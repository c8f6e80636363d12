//! Analysis strategies
//!
//! Each strategy classifies one family of type expressions. Order matters: the
//! analyzer asks strategies in [`StrategyKind`] declaration order and the first
//! one whose `can_handle` accepts the expression wins. `Array<T>` is a reference
//! syntactically, so the array strategy must come before the reference strategy.

mod array;
mod intersection;
mod object;
mod primitive;
mod reference;
mod tuple;
mod union;

use array::ArrayStrategy;
use intersection::IntersectionStrategy;
use object::ObjectStrategy;
use primitive::PrimitiveStrategy;
use reference::ReferenceStrategy;
use strum::{AsRefStr, Display, EnumIter};
use tuple::TupleStrategy;
use union::UnionStrategy;

use super::{AnalysisRequest, PropertyInfo, TypeAnalyzer};
use crate::error::Result;
use crate::syntax::TypeExpr;

/// One family of type expressions the analyzer knows how to classify
pub trait AnalysisStrategy: Send + Sync {
    /// Whether this strategy claims the expression
    fn can_handle(&self, expr: &TypeExpr) -> bool;

    /// Classify the request's expression
    ///
    /// `Ok(None)` means the strategy declined after all; the analyzer then
    /// returns its terminal fallback. Child expressions are analyzed through
    /// `analyzer` so depth limits apply uniformly.
    fn analyze(
        &self,
        request: &AnalysisRequest<'_>,
        analyzer: &TypeAnalyzer,
    ) -> Result<Option<PropertyInfo>>;
}

/// Registered strategies, in dispatch order
#[derive(Debug, Clone, Copy, PartialEq, Eq, Hash, Display, AsRefStr, EnumIter)]
#[strum(serialize_all = "lowercase")]
pub enum StrategyKind {
    /// `T[]`, `Array<T>`
    Array,
    /// `[A, B]`
    Tuple,
    /// `A | B`
    Union,
    /// `A & B`
    Intersection,
    /// Keywords and literals
    Primitive,
    /// Object literal types
    Object,
    /// Named references
    Reference,
}

impl StrategyKind {
    /// Instance of the strategy
    pub fn strategy(self) -> Box<dyn AnalysisStrategy> {
        match self {
            Self::Array => Box::new(ArrayStrategy),
            Self::Tuple => Box::new(TupleStrategy),
            Self::Union => Box::new(UnionStrategy),
            Self::Intersection => Box::new(IntersectionStrategy),
            Self::Primitive => Box::new(PrimitiveStrategy),
            Self::Object => Box::new(ObjectStrategy),
            Self::Reference => Box::new(ReferenceStrategy),
        }
    }
}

::::::::

Activity: Return, from the data, each line where the string "ObjectStrategy" occurs.

Solution for this task:
use object::ObjectStrategy;
            Self::Object => Box::new(ObjectStrategy),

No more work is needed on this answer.